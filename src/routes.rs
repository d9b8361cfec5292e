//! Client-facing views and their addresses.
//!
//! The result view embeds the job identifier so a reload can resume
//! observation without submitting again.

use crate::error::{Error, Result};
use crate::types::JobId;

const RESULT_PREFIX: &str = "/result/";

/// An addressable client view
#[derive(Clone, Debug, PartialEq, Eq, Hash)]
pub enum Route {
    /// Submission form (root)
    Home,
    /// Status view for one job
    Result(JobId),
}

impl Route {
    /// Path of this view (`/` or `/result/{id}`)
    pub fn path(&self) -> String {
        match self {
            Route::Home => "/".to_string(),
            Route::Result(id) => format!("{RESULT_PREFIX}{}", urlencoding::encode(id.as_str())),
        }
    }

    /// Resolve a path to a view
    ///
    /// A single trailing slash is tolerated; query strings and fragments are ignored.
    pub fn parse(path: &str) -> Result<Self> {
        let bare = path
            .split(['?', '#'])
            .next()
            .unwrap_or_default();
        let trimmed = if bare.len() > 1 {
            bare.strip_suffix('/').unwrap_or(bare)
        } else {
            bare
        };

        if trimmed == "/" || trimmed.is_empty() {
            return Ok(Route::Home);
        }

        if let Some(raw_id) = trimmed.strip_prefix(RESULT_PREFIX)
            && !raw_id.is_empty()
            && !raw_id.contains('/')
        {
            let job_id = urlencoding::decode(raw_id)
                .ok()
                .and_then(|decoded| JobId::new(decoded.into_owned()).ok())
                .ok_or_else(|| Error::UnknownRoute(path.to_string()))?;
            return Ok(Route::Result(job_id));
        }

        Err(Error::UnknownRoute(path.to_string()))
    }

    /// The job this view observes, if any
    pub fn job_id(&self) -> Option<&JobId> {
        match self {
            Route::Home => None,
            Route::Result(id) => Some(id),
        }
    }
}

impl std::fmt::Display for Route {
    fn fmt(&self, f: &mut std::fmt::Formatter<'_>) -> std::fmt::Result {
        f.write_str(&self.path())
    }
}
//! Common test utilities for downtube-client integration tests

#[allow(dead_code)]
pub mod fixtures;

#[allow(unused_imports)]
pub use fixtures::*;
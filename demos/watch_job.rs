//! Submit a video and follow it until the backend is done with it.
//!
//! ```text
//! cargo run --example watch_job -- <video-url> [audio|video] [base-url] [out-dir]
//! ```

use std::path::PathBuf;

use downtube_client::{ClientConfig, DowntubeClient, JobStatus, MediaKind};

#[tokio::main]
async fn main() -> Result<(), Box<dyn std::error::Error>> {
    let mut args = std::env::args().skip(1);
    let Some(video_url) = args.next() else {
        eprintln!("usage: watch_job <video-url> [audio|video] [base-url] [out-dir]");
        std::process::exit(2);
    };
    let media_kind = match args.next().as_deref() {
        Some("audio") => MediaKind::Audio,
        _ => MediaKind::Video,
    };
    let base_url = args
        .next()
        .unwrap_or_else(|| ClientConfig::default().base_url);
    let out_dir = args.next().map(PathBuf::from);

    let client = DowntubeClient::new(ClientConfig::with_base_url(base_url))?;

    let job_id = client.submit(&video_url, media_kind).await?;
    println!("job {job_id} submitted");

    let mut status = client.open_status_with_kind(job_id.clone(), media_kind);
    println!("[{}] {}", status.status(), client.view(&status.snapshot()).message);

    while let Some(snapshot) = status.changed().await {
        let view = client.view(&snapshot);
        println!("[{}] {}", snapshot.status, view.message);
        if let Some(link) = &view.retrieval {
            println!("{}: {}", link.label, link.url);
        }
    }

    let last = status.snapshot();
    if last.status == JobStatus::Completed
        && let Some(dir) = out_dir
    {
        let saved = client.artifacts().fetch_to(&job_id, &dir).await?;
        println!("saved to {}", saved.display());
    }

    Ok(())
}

------------------------------

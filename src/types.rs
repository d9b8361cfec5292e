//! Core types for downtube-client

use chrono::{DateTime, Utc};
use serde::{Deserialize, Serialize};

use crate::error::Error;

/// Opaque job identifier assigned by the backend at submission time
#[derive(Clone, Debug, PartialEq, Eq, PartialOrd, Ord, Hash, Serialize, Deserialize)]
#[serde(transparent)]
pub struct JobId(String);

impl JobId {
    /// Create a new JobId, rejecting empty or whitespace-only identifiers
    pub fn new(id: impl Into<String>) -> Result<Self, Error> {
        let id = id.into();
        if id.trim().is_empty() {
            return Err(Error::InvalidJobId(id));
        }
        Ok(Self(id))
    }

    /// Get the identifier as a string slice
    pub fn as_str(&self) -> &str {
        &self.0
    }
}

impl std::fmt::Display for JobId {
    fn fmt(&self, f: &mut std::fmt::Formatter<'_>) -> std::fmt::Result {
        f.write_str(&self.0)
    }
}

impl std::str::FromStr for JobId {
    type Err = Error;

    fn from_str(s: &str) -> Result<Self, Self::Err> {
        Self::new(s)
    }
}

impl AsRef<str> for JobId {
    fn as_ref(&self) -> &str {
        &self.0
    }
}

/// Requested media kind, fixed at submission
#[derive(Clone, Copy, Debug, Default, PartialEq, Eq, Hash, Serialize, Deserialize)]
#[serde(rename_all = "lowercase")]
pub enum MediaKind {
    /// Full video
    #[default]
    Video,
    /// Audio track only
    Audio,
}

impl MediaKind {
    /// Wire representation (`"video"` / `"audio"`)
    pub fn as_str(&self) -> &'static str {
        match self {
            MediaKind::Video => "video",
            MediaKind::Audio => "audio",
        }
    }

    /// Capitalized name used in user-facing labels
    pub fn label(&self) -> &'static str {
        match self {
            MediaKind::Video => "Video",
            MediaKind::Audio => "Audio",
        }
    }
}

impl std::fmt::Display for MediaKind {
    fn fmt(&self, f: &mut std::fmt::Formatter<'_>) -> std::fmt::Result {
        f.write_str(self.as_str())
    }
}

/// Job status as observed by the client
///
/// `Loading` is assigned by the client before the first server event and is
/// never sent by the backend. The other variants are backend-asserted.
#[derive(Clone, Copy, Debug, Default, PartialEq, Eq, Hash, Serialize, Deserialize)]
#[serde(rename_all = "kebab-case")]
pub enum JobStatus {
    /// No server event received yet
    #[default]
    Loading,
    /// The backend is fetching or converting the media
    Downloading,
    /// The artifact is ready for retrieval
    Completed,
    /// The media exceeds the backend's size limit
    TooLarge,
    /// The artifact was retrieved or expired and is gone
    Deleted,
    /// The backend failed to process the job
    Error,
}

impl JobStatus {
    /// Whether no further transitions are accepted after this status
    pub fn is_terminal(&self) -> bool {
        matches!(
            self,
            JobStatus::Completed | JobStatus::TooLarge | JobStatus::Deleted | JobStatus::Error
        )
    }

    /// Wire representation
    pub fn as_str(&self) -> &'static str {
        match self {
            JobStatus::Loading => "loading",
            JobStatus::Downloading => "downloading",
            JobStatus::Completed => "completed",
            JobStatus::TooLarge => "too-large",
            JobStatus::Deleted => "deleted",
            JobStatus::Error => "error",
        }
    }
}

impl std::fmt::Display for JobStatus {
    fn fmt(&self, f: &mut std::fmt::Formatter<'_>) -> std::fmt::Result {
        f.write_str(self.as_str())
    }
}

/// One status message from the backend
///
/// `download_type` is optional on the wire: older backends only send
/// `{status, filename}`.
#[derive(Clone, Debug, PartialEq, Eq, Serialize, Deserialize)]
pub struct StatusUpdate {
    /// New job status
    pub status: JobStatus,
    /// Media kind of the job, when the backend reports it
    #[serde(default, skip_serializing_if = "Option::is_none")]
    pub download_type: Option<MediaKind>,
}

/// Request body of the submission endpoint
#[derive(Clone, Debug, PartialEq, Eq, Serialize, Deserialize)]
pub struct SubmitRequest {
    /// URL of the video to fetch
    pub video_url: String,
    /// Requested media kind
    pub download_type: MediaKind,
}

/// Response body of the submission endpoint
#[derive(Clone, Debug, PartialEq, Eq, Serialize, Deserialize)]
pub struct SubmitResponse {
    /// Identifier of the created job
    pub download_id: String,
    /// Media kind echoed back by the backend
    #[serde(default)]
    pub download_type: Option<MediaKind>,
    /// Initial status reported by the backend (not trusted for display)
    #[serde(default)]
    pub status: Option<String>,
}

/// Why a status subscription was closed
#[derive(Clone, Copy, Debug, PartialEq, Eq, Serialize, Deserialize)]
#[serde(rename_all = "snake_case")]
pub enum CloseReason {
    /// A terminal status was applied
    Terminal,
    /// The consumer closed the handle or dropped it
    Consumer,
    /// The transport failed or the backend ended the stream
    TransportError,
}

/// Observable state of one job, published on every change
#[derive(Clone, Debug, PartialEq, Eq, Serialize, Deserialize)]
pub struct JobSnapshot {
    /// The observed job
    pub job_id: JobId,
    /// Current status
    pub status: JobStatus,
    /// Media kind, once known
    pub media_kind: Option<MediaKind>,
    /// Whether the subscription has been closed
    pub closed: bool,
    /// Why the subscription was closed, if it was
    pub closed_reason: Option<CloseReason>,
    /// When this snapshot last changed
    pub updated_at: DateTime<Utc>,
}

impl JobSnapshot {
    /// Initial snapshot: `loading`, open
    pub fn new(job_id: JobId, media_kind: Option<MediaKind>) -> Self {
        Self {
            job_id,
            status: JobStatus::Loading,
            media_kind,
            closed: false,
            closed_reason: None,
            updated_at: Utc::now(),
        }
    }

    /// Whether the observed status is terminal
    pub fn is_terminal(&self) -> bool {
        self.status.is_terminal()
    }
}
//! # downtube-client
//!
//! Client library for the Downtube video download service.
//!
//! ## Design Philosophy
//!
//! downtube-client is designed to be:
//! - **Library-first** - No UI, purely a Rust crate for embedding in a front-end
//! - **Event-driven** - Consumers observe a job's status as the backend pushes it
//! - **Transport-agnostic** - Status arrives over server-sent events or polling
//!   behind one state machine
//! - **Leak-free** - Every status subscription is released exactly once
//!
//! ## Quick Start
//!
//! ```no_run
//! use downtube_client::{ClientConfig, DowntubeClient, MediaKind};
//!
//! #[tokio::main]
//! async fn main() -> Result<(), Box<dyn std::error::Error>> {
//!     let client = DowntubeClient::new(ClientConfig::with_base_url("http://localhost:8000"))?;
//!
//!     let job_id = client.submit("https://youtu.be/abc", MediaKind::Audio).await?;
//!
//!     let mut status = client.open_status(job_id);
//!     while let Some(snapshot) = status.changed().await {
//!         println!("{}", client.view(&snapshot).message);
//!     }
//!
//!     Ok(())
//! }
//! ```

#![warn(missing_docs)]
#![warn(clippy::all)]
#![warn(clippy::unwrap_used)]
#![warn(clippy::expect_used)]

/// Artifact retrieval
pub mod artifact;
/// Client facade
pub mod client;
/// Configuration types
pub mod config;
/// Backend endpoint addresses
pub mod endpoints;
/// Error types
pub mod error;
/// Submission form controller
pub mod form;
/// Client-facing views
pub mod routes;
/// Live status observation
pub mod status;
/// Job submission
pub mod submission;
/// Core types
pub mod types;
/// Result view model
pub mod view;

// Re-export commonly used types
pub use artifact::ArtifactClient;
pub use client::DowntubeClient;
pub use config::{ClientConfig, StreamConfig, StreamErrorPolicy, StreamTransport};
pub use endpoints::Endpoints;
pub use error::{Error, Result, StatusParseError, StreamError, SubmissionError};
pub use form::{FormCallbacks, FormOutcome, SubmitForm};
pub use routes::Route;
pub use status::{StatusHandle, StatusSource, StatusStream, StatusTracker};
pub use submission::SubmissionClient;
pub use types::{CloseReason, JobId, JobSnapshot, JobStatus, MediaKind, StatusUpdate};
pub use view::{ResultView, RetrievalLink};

------------------------------

» **Task brief**
Each line holding the string "saved" counts once. Work out the number of such lines in the data and give only that.

» **Result of the exercise**
2